La culture musicale de Miya était, incroyablement, très peu riche. Elle aimait se contenter de ses coups de coeurs entendus à la radio, des curiosités trouvées sur un CD à la pochette attrayante. Son répertoire, pourtant, était incroyablement riche, et elle s'en rendit compte tandis qu'elle donnait de la voix dans cet opéra. Elle voulait tout donner. Pour ce simple plaisir égoïste de s'aimer un peu plus, d'aimer ce qu'elle faisait. Bon sang, pour une fois qu'elle pouvait évoluer sur une grande scène. Ce n'étaient pourtant pas les propositions qui avaient manquées. Mais... Si Miya était simple, ça se saurait, non ?

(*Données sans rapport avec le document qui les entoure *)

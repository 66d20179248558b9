//! Notification collaborator.
//!
//! The timer only needs four capabilities: ask for permission, declare a
//! channel, schedule a one-shot alert at a timestamp, and cancel it. The
//! platform behind them is someone else's problem.

mod alarm_queue;

pub use alarm_queue::{AlarmQueue, DueAlert};

use chrono::{DateTime, Utc};
use serde::{Deserialize, Serialize};

use crate::error::Result;

/// Action id that dismisses a delivered alert.
pub const MARK_AS_READ_ACTION: &str = "mark-as-read";

#[derive(Debug, Clone, Copy, PartialEq, Eq, Serialize, Deserialize)]
#[serde(rename_all = "lowercase")]
pub enum Importance {
    Default,
    High,
}

#[derive(Debug, Clone, Copy, PartialEq, Eq, Serialize, Deserialize)]
#[serde(rename_all = "lowercase")]
pub enum Visibility {
    Private,
    Public,
}

#[derive(Debug, Clone, PartialEq, Eq, Serialize, Deserialize)]
pub struct Channel {
    pub id: String,
    pub name: String,
    pub importance: Importance,
    pub visibility: Visibility,
    pub sound: Option<String>,
}

impl Channel {
    /// The high-priority channel break alarms are delivered on.
    pub fn important() -> Self {
        Self {
            id: "important".into(),
            name: "Default Channel".into(),
            importance: Importance::High,
            visibility: Visibility::Public,
            sound: Some("alarm".into()),
        }
    }
}

/// A one-shot alert fired at `fire_at`.
#[derive(Debug, Clone, PartialEq, Eq, Serialize, Deserialize)]
pub struct Alert {
    pub channel_id: String,
    pub title: String,
    pub body: String,
    /// Android-style sound resource name.
    pub sound: Option<String>,
    /// iOS-style bundled sound file.
    pub ios_sound: Option<String>,
    pub fire_at: DateTime<Utc>,
    pub allow_while_idle: bool,
    pub light_up_screen: bool,
}

impl Alert {
    /// The "back to work" alarm scheduled when a break starts.
    pub fn break_over(channel_id: &str, fire_at: DateTime<Utc>) -> Self {
        Self {
            channel_id: channel_id.to_string(),
            title: "Flowmo".into(),
            body: "Time to get back to work!".into(),
            sound: Some("alarm".into()),
            ios_sound: Some("alarm.wav".into()),
            fire_at,
            allow_while_idle: true,
            light_up_screen: true,
        }
    }
}

pub trait Notifier {
    /// Ask the platform for permission. Returns whether it was granted.
    fn request_permission(&self) -> Result<bool>;

    /// Declare a channel and return its id.
    fn create_channel(&self, channel: &Channel) -> Result<String>;

    /// Schedule an alert and return its notification id.
    fn schedule(&self, alert: &Alert) -> Result<String>;

    fn cancel(&self, notification_id: &str) -> Result<()>;
}

/// React to a button pressed on a delivered alert.
///
/// Only "mark as read" does anything: it cancels the alert. Returns whether
/// the action was handled.
pub fn handle_action<N: Notifier + ?Sized>(
    notifier: &N,
    action_id: &str,
    notification_id: &str,
) -> Result<bool> {
    if action_id != MARK_AS_READ_ACTION {
        return Ok(false);
    }
    notifier.cancel(notification_id)?;
    Ok(true)
}

/// A notifier that accepts everything and delivers nothing.
#[derive(Debug, Clone, Copy, Default)]
pub struct SilentNotifier;

impl Notifier for SilentNotifier {
    fn request_permission(&self) -> Result<bool> {
        Ok(false)
    }

    fn create_channel(&self, channel: &Channel) -> Result<String> {
        Ok(channel.id.clone())
    }

    fn schedule(&self, _alert: &Alert) -> Result<String> {
        Ok(String::new())
    }

    fn cancel(&self, _notification_id: &str) -> Result<()> {
        Ok(())
    }
}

Alors elle chantait, à pleins poumons, de toute sa puissance vocale. Elle ne se rendit pas compte des changements subtils dans la lumière : elle se contentait de la chaleur des projecteurs. Mais soudain, alors qu'elle entamait une balade qu'elle affectionnait particulièrement, une voix la rejoignit. Celle de Miya s'éteignit, progressivement. Soudain, la lumière semblait l'agresser, et l'empêcha de voir qui osait l'interrompre. Et l'homme apparut, masqué. A mesure qu'il approchait, Miya recula. Intimidée, d'une certaine façon, oui. Mais lui ne s'arrêta pas de chanter... Comment devait-elle le prendre ? Comme un défi, ou une invitation à un duo ? Les yeux légèrement plissés, elle tenta de voir le visage derrière le masque - en vain. Elle devait se contenter de cette voix qui la faisait vibrer.
En fait, jamais Miya n'avait pris le temps d'écouter quelqu'un d'autre qu'elle. Ou plutôt, elle n'avait jamais réellement apprécié d'autres voix. Il y avait quelque chose d'incroyable dans le timbre de ce fantôme sorti de nul part. Puis finalement, la timidité - d'une certaine façon - finit par laisser place à une incroyable envie de chanter, en choeur, avec quelqu'un. Quelque chose qu'elle n'avait encore jamais fait. Modérément, sa voix prit petit à petit de la puissance.
La demi déesse ne le quittait pas des yeux, intriguée. Par la présence de cet homme, par son masque. Il continuait d'avancer, d'un pas modéré, et Miya finit par faire un pas de côté, puis un autre. C'est une étrange danse qui commença : elle s'approchait, fuyait, lui tournait autour. Elle cherchait visiblement, déjà, à percer le mystère qui entourait Erik.
Mais, parce que Miya est égale à elle même, elle se refusait d'être celle qui abandonnerait le chant la première. La curiosité était un vilain défaut qu'elle laissait volontiers aux autres.